You go to a doctor – usually a neurologist – ask about natural or lifestyle-oriented therapeutic methods for dementia – and you often look into blank eyes, at worst into an aggressively wrinkled forehead “Don’t give me that, all dangerous nonsense, there are only a few pharmacological approaches that may really work!” 

In your journey of self-directed prevention and treatment of cognitive impairment and dementia you will often, probably even frequently, encounter this incredible narrow-mindedness among many medical doctors who question lifestyle-related causes and risk factors, and denigrate a causal therapeutic approach based on changes in lifestyle, the supply of vital resources and the reduction of pollutants as a story from the “realm of fantasy”. Hopefully you have not experienced it personally. 

How do you deal with it? You try to inform yourself more broadly, for example via the websites of Kompetenz statt Demenz, but of course you may still wonder, where is the evidence?

Mikroskop

For this reason, we have provided a selection of current studies and reviews on the page “Alzheimer Research” and listed them chronologically together with the conclusions drawn by the authors. The studies listed there clearly show that targeted interventions, whether with micronutrients, sport and exercise, sleep hygiene or mental measures, may indeed help to regain lost cognitive abilities. They thus provide you with an important support for your argumentation on your difficult way through the narrow-mindedness and helplessness of the conventional medicine. The studies are sorted by category and the most recent studies are listed first. 

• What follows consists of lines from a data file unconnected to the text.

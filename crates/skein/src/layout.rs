//! Cold-start layout orchestration.
//!
//! One synchronous batch per graph load: decompose into connected components, solve
//! each component in isolation, then pack the normalized component layouts onto a
//! shared canvas and write positions back through the graph's attribute boundary.

use crate::component::{self, Component};
use crate::distance::{DistanceMatrix, Metric};
use crate::embed;
use crate::geom::Vec2;
use crate::pack::{GridPacker, footprint};
use crate::rng::XorShift64Star;
use crate::stress::{self, StressMajorizer};
use indexmap::IndexMap;
use skein_graph::Graph;

#[derive(Debug, Clone)]
pub struct LayoutOptions {
    /// Stress-majorization convergence threshold (sum of per-node displacements).
    pub stress_epsilon: f64,
    /// Components above this size skip embedding and majorization and get uniform
    /// random coordinates instead. Bounds worst-case running time at the cost of
    /// layout quality; a policy, not a failure.
    pub max_exact_nodes: usize,
    /// Canvas units per packing-grid cell.
    pub cell_scale: f64,
    pub metric: Metric,
}

impl Default for LayoutOptions {
    fn default() -> Self {
        Self {
            stress_epsilon: stress::DEFAULT_EPSILON,
            max_exact_nodes: 300,
            cell_scale: 120.0,
            metric: Metric::Hops,
        }
    }
}

/// Final placement for one node.
#[derive(Debug, Clone, Copy, PartialEq)]
pub struct Placement {
    pub pos: Vec2,
    pub pinned: bool,
}

/// Placements keyed by node id, in graph insertion order.
#[derive(Debug, Clone, Default)]
pub struct LayoutResult {
    pub placements: IndexMap<String, Placement>,
}

/// Computes positions for every node of a possibly-disconnected graph.
///
/// Empty graphs return an empty result immediately. Set `SKEIN_LAYOUT_TIMING=1` to get
/// a one-line per-stage timing report on stderr.
pub fn solve(g: &Graph, opts: &LayoutOptions) -> LayoutResult {
    let timing_enabled = std::env::var("SKEIN_LAYOUT_TIMING").ok().as_deref() == Some("1");
    let total_start = timing_enabled.then(std::time::Instant::now);

    let mut result = LayoutResult::default();
    if g.is_empty() {
        return result;
    }

    let decompose_start = timing_enabled.then(std::time::Instant::now);
    let components = component::decompose(g);
    let decompose_elapsed = decompose_start.map(|s| s.elapsed());

    let solve_start = timing_enabled.then(std::time::Instant::now);
    let mut solved: Vec<(usize, Vec<Vec2>, bool)> = components
        .iter()
        .enumerate()
        .map(|(idx, comp)| {
            let (positions, pinned) = solve_component(comp, opts);
            (idx, positions, pinned)
        })
        .collect();
    let solve_elapsed = solve_start.map(|s| s.elapsed());

    // Largest first; ties keep discovery order so output stays deterministic.
    solved.sort_by_key(|(idx, positions, _)| (std::cmp::Reverse(positions.len()), *idx));

    let pack_start = timing_enabled.then(std::time::Instant::now);
    let mut packer = GridPacker::new(footprint(solved[0].1.len()));
    for (idx, positions, pinned) in &solved {
        let comp = &components[*idx];
        let side = footprint(positions.len());
        let (cell_x, cell_y) = packer.place(side);
        let w = side as f64;

        for (id, p) in comp.node_ids.iter().zip(positions) {
            let x = (cell_x as f64 + 0.5 * (1.0 + 0.9 * p.x) * w) * opts.cell_scale;
            let y = (cell_y as f64 + 0.5 * (1.0 + 0.9 * p.y) * w) * opts.cell_scale;
            result.placements.insert(
                id.clone(),
                Placement {
                    pos: Vec2::new(x, y),
                    pinned: *pinned,
                },
            );
        }
    }
    let pack_elapsed = pack_start.map(|s| s.elapsed());

    if let Some(s) = total_start {
        eprintln!(
            "[skein-layout-timing] total={:?} decompose={:?} components={:?} pack={:?} nodes={} components_count={}",
            s.elapsed(),
            decompose_elapsed.unwrap_or_default(),
            solve_elapsed.unwrap_or_default(),
            pack_elapsed.unwrap_or_default(),
            g.node_count(),
            components.len(),
        );
    }

    result
}

/// Runs [`solve`] and writes `pos`/`pinned` attributes back onto the graph.
pub fn solve_positions(g: &mut Graph, opts: &LayoutOptions) {
    let result = solve(g, opts);
    for (id, placement) in &result.placements {
        g.set_position(id, placement.pos.x, placement.pos.y);
        g.set_pinned(id, placement.pinned);
    }
}

/// Positions one component in its normalized local frame (roughly [-1, 1]²).
/// Returns the positions plus the component-wide pinned flag.
fn solve_component(comp: &Component, opts: &LayoutOptions) -> (Vec<Vec2>, bool) {
    let n = comp.len();

    if n <= 1 {
        // Trivial placement at the component origin, excluded from simulation.
        return (vec![Vec2::ZERO; n], true);
    }

    if n == 2 {
        return (vec![Vec2::new(-0.75, 0.0), Vec2::new(0.75, 0.0)], false);
    }

    if n > opts.max_exact_nodes {
        let positions = comp
            .node_ids
            .iter()
            .map(|id| {
                let mut rng = XorShift64Star::for_node(id);
                Vec2::new(rng.next_f64_unit() - 0.5, rng.next_f64_unit() - 0.5)
            })
            .collect();
        return (positions, false);
    }

    let d = DistanceMatrix::build(comp, opts.metric);
    let seeded = embed::classical_scaling(&d, &comp.node_ids);
    let mut majorizer = StressMajorizer::new(&d, seeded);
    majorizer.run(opts.stress_epsilon);

    let mut positions = majorizer.into_positions();
    normalize(&mut positions);
    (positions, false)
}

/// Translates the bounding-box center to the origin and scales the larger extent
/// to [-1, 1].
pub(crate) fn normalize(positions: &mut [Vec2]) {
    let (mut min_x, mut max_x) = (f64::INFINITY, f64::NEG_INFINITY);
    let (mut min_y, mut max_y) = (f64::INFINITY, f64::NEG_INFINITY);
    for p in positions.iter() {
        min_x = min_x.min(p.x);
        max_x = max_x.max(p.x);
        min_y = min_y.min(p.y);
        max_y = max_y.max(p.y);
    }

    let center = Vec2::new((min_x + max_x) / 2.0, (min_y + max_y) / 2.0);
    let half = ((max_x - min_x).max(max_y - min_y)) / 2.0;
    let scale = if half > 0.0 { 1.0 / half } else { 1.0 };

    for p in positions.iter_mut() {
        *p = (*p - center) * scale;
    }
}
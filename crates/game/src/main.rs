use std::process::ExitCode;

use tracing::error;

mod app;

fn main() -> ExitCode {
    let wiring = match app::bootstrap::build_app() {
        Ok(wiring) => wiring,
        Err(err) => {
            error!(error = %err, "startup_failed");
            return ExitCode::FAILURE;
        }
    };
    app::loop_runner::run(wiring)
}
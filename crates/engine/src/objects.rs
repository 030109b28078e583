use serde::Serialize;

use crate::geometry::Rect;
use crate::inventory::InventoryItem;
use crate::scene::SceneKey;
use crate::text_window::DialogLine;

#[derive(Debug, Clone, Copy, PartialEq, Eq, Serialize)]
#[serde(rename_all = "snake_case")]
pub enum ObjectVariant {
    Static,
    Npc,
    Clickable,
}

/// Scripted dialog carried by an NPC.
///
/// `cursor` counts the lines already shown in the current session and never
/// exceeds the line count.
#[derive(Debug, Clone, PartialEq)]
pub struct NpcDialog {
    lines: Vec<DialogLine>,
    cursor: usize,
    repeatable: bool,
    persist_progress: bool,
    reward: Option<Vec<InventoryItem>>,
}

impl NpcDialog {
    pub fn new<L>(lines: impl IntoIterator<Item = L>) -> Self
    where
        L: Into<DialogLine>,
    {
        Self {
            lines: lines.into_iter().map(Into::into).collect(),
            cursor: 0,
            repeatable: false,
            persist_progress: false,
            reward: None,
        }
    }

    pub fn with_repeatable(mut self, repeatable: bool) -> Self {
        self.repeatable = repeatable;
        self
    }

    pub fn with_persist_progress(mut self, persist_progress: bool) -> Self {
        self.persist_progress = persist_progress;
        self
    }

    pub fn with_reward(mut self, reward: Vec<InventoryItem>) -> Self {
        self.reward = if reward.is_empty() { None } else { Some(reward) };
        self
    }

    pub fn lines(&self) -> &[DialogLine] {
        &self.lines
    }

    pub fn line_count(&self) -> usize {
        self.lines.len()
    }

    pub fn cursor(&self) -> usize {
        self.cursor
    }

    pub fn is_repeatable(&self) -> bool {
        self.repeatable
    }

    pub fn persists_progress(&self) -> bool {
        self.persist_progress
    }

    pub fn pending_reward(&self) -> Option<&[InventoryItem]> {
        self.reward.as_deref()
    }

    pub fn is_finished(&self) -> bool {
        self.cursor >= self.lines.len()
    }

    pub fn can_start(&self) -> bool {
        !self.lines.is_empty() && (!self.is_finished() || self.repeatable)
    }

    /// Opens a session and returns its first line.
    pub(crate) fn begin_session(&mut self) -> Option<&DialogLine> {
        if !self.persist_progress || self.is_finished() {
            self.cursor = 0;
        }
        self.next_line()
    }

    pub(crate) fn next_line(&mut self) -> Option<&DialogLine> {
        let index = self.cursor;
        if index >= self.lines.len() {
            return None;
        }
        self.cursor += 1;
        self.lines.get(index)
    }

    pub(crate) fn take_reward(&mut self) -> Option<Vec<InventoryItem>> {
        self.reward.take()
    }
}

#[derive(Debug, Clone, PartialEq)]
pub enum ObjectKind {
    Static,
    Npc(NpcDialog),
}

#[derive(Debug, Clone, PartialEq)]
pub struct GameObject {
    pub id: String,
    pub name: Option<String>,
    pub rect: Rect,
    pub solid: bool,
    pub interactable: bool,
    pub next_scene: Option<SceneKey>,
    pub texture_path: Option<String>,
    pub z: i32,
    pub scale_texture_to_rect: bool,
    pub kind: ObjectKind,
}

impl GameObject {
    pub fn new_static(id: impl Into<String>, rect: Rect) -> Self {
        Self {
            id: id.into(),
            name: None,
            rect,
            solid: false,
            interactable: false,
            next_scene: None,
            texture_path: None,
            z: 0,
            scale_texture_to_rect: false,
            kind: ObjectKind::Static,
        }
    }

    pub fn new_npc(id: impl Into<String>, rect: Rect, dialog: NpcDialog) -> Self {
        Self {
            interactable: true,
            kind: ObjectKind::Npc(dialog),
            ..Self::new_static(id, rect)
        }
    }

    pub fn with_name(mut self, name: impl Into<String>) -> Self {
        self.name = Some(name.into());
        self
    }

    pub fn with_solid(mut self, solid: bool) -> Self {
        self.solid = solid;
        self
    }

    pub fn with_interactable(mut self, interactable: bool) -> Self {
        self.interactable = interactable;
        self
    }

    pub fn with_next_scene(mut self, next_scene: SceneKey) -> Self {
        self.next_scene = Some(next_scene);
        self
    }

    pub fn with_texture(mut self, texture_path: impl Into<String>) -> Self {
        self.texture_path = Some(texture_path.into());
        self
    }

    pub fn with_z(mut self, z: i32) -> Self {
        self.z = z;
        self
    }

    pub fn with_scaled_texture(mut self) -> Self {
        self.scale_texture_to_rect = true;
        self
    }

    pub fn variant(&self) -> ObjectVariant {
        match self.kind {
            ObjectKind::Static => ObjectVariant::Static,
            ObjectKind::Npc(_) => ObjectVariant::Npc,
        }
    }

    pub fn dialog(&self) -> Option<&NpcDialog> {
        match &self.kind {
            ObjectKind::Npc(dialog) => Some(dialog),
            ObjectKind::Static => None,
        }
    }

    pub fn dialog_mut(&mut self) -> Option<&mut NpcDialog> {
        match &mut self.kind {
            ObjectKind::Npc(dialog) => Some(dialog),
            ObjectKind::Static => None,
        }
    }

    /// Scene this object leads to when used. NPCs only lead on once their
    /// dialog has run to the end.
    pub fn on_interact(&self) -> Option<SceneKey> {
        match &self.kind {
            ObjectKind::Static => self.next_scene,
            ObjectKind::Npc(dialog) if dialog.is_finished() => self.next_scene,
            ObjectKind::Npc(_) => None,
        }
    }
}

/// Pointer target that hands out one reward and then disappears.
#[derive(Debug, Clone, PartialEq)]
pub struct ClickableObject {
    pub id: String,
    pub rect: Rect,
    pub reward: InventoryItem,
    pub voice: Option<String>,
    pub z: i32,
}

impl ClickableObject {
    pub fn new(id: impl Into<String>, rect: Rect, reward: InventoryItem) -> Self {
        Self {
            id: id.into(),
            rect,
            reward,
            voice: None,
            z: 0,
        }
    }

    pub fn with_voice(mut self, voice: impl Into<String>) -> Self {
        self.voice = Some(voice.into());
        self
    }

    pub fn with_z(mut self, z: i32) -> Self {
        self.z = z;
        self
    }
}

Intervention studies – also double-blind placebo-controlled – are the most interesting ones, as they directly assess the effects of a treatment. However, it does not always have to be a double-blind placebo-controlled study, because effects become visible even without blinding and some interventions cannot be blinded by the authors anyway (e.g. in the area of movement or mental interventions). 

Meta-analyses are interesting in the sense that they “pool” several or even many individual studies. However, the “pooling” of several studies is difficult and can contain statistical errors, and the selection of studies can also exhibit a “bias” (systematic error). A positive result of a metastudy at least provides additional safety. 

Reviews are also very helpful, as they look at a topic from an overview perspective and summarise it.

So if you are interested in a brief overview of the background of different therapeutic approaches and their scientific background, just go to this page: Alzheimer Research

You will also find direct links to the studies on Pubmed and some are also available free-of-charge in the full version. If you want to print the whole thing to go, just click on the right mouse button and “Print” and you will get the page in a quite clear print format.

A final note: Science never makes absolute statements “ex cathedra” but reflects the state of current research. Studies may be incorrect or even manipulated and their content may be overtaken by new findings. Therefore it is important to stay up to date and we at “Kompetenz statt Demenz” continuously follow up the relevant topics. For this reason, the most recent studies always come first and some may disappear from the list over time, but this is the sign of the further development of scientific knowledge.

Conclusion: Don’t let yourself be confused on your own path of self-responsible treatment and prevention of dementia and make up your own mind as much as possible! Use reliable sources of information to support your decision for any type of treatment and do not allow yourself to be discouraged. We at ‘Kompetenz statt Demenz’ hope to make our contribution!

PS: And if you happen to come across an important paper, please send us the link!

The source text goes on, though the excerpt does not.